EXERCISE DESCRIPTION ▸ Report every line of the data that includes "crate".
___ MATERIAL SHOWN ___
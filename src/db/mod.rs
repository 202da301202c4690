pub mod models;
pub mod schema;
pub mod writer;

pub use schema::{ensure_schema, SchemaMode};
pub use writer::MatchWriter;

use sqlx::sqlite::{SqliteConnectOptions, SqliteJournalMode, SqlitePoolOptions};
use sqlx::SqlitePool;

use crate::config::Config;
use crate::error::Result;

/// Opens the SQLite file named by DB_PATH, creating it when missing. One
/// connection per concurrent pipeline plus one for the schema/summary queries.
pub async fn open_pool(cfg: &Config) -> Result<SqlitePool> {
    let options = SqliteConnectOptions::new()
        .filename(&cfg.db_path)
        .create_if_missing(true)
        .journal_mode(SqliteJournalMode::Wal);

    let pool = SqlitePoolOptions::new()
        .max_connections(cfg.concurrency as u32 + 1)
        .connect_with(options)
        .await?;
    Ok(pool)
}

/// Single-connection in-memory pool; the database lives as long as that connection.
#[cfg(test)]
pub async fn memory_pool() -> SqlitePool {
    SqlitePoolOptions::new()
        .max_connections(1)
        .idle_timeout(None)
        .max_lifetime(None)
        .connect("sqlite::memory:")
        .await
        .expect("in-memory pool")
}
//! Per-competition outcomes and the aggregated run status.

use crate::types::Competition;

#[derive(Debug, Clone, PartialEq, Eq)]
pub enum NoDataReason {
    /// The API answered 200 with an empty `matches` array.
    Empty,
    /// Non-200 status or a transport failure; the detail was logged.
    Unavailable(String),
}

#[derive(Debug, Clone, PartialEq, Eq)]
pub enum CompetitionOutcome {
    Written { rows: u64 },
    NoData(NoDataReason),
    /// The response could not be mapped; needs a human to look at the API.
    FetchFailed(String),
    /// The batch was rolled back.
    WriteFailed(String),
}

impl CompetitionOutcome {
    pub fn is_failure(&self) -> bool {
        matches!(self, CompetitionOutcome::FetchFailed(_) | CompetitionOutcome::WriteFailed(_))
    }
}

impl std::fmt::Display for CompetitionOutcome {
    fn fmt(&self, f: &mut std::fmt::Formatter<'_>) -> std::fmt::Result {
        match self {
            CompetitionOutcome::Written { rows } => write!(f, "written ({rows} rows)"),
            CompetitionOutcome::NoData(NoDataReason::Empty) => write!(f, "no data (no matches)"),
            CompetitionOutcome::NoData(NoDataReason::Unavailable(e)) => write!(f, "no data ({e})"),
            CompetitionOutcome::FetchFailed(e) => write!(f, "fetch failed: {e}"),
            CompetitionOutcome::WriteFailed(e) => write!(f, "write failed: {e}"),
        }
    }
}

#[derive(Debug, Clone)]
pub struct CompetitionReport {
    pub competition: Competition,
    pub outcome: CompetitionOutcome,
}

#[derive(Debug, Clone, Copy, PartialEq, Eq)]
pub enum RunStatus {
    /// Schema ready and no competition failed. "No data" counts as success.
    Success,
    /// Some competitions failed, or the schema setup failed.
    PartialFailure,
    TotalFailure,
}

impl RunStatus {
    pub fn exit_code(self) -> i32 {
        match self {
            RunStatus::Success => 0,
            RunStatus::TotalFailure => 1,
            RunStatus::PartialFailure => 2,
        }
    }
}

impl std::fmt::Display for RunStatus {
    fn fmt(&self, f: &mut std::fmt::Formatter<'_>) -> std::fmt::Result {
        let s = match self {
            RunStatus::Success => "success",
            RunStatus::PartialFailure => "partial failure",
            RunStatus::TotalFailure => "total failure",
        };
        write!(f, "{s}")
    }
}

#[derive(Debug, Clone)]
pub struct RunReport {
    /// False when schema setup failed; writes were still attempted.
    pub schema_ready: bool,
    /// In processing order.
    pub competitions: Vec<CompetitionReport>,
}

impl RunReport {
    pub fn status(&self) -> RunStatus {
        let failed = self.competitions.iter().filter(|c| c.outcome.is_failure()).count();
        if failed == 0 && self.schema_ready {
            RunStatus::Success
        } else if failed == self.competitions.len() {
            RunStatus::TotalFailure
        } else {
            RunStatus::PartialFailure
        }
    }

    pub fn rows_written(&self) -> u64 {
        self.competitions
            .iter()
            .map(|c| match c.outcome {
                CompetitionOutcome::Written { rows } => rows,
                _ => 0,
            })
            .sum()
    }

    pub fn outcome(&self, competition: Competition) -> Option<&CompetitionOutcome> {
        self.competitions
            .iter()
            .find(|c| c.competition == competition)
            .map(|c| &c.outcome)
    }
}
use tracing::{error, info};
use tracing_subscriber::EnvFilter;

use football_etl::config::Config;
use football_etl::db;
use football_etl::error::Result;
use football_etl::fetcher::MatchFetcher;
use football_etl::pipeline::Pipeline;
use football_etl::report::RunStatus;

#[tokio::main]
async fn main() {
    let cfg = match Config::from_env() {
        Ok(c) => c,
        Err(e) => {
            eprintln!("Config error: {e}");
            std::process::exit(1);
        }
    };

    tracing_subscriber::fmt()
        .with_env_filter(EnvFilter::new(&cfg.log_level))
        .init();

    match run(cfg).await {
        Ok(status) => std::process::exit(status.exit_code()),
        Err(e) => {
            error!("Fatal error: {e}");
            std::process::exit(1);
        }
    }
}

async fn run(cfg: Config) -> Result<RunStatus> {
    let codes: Vec<&str> = cfg.competitions.iter().map(|c| c.code()).collect();
    info!(
        competitions = %codes.join(","),
        concurrency = cfg.concurrency,
        schema_mode = %cfg.schema_mode,
        "Starting football data run",
    );

    let pool = db::open_pool(&cfg).await?;
    info!("Database ready at {}", cfg.db_path);

    let fetcher = MatchFetcher::new(&cfg)?;
    let pipeline = Pipeline::new(&cfg, fetcher, pool.clone());
    let report = pipeline.run_all().await;

    pool.close().await;
    Ok(report.status())
}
___
SOLUTION TO THIS EXERCISE ▸
use crate::config::Config;
use crate::error::Result;
use crate::types::Competition;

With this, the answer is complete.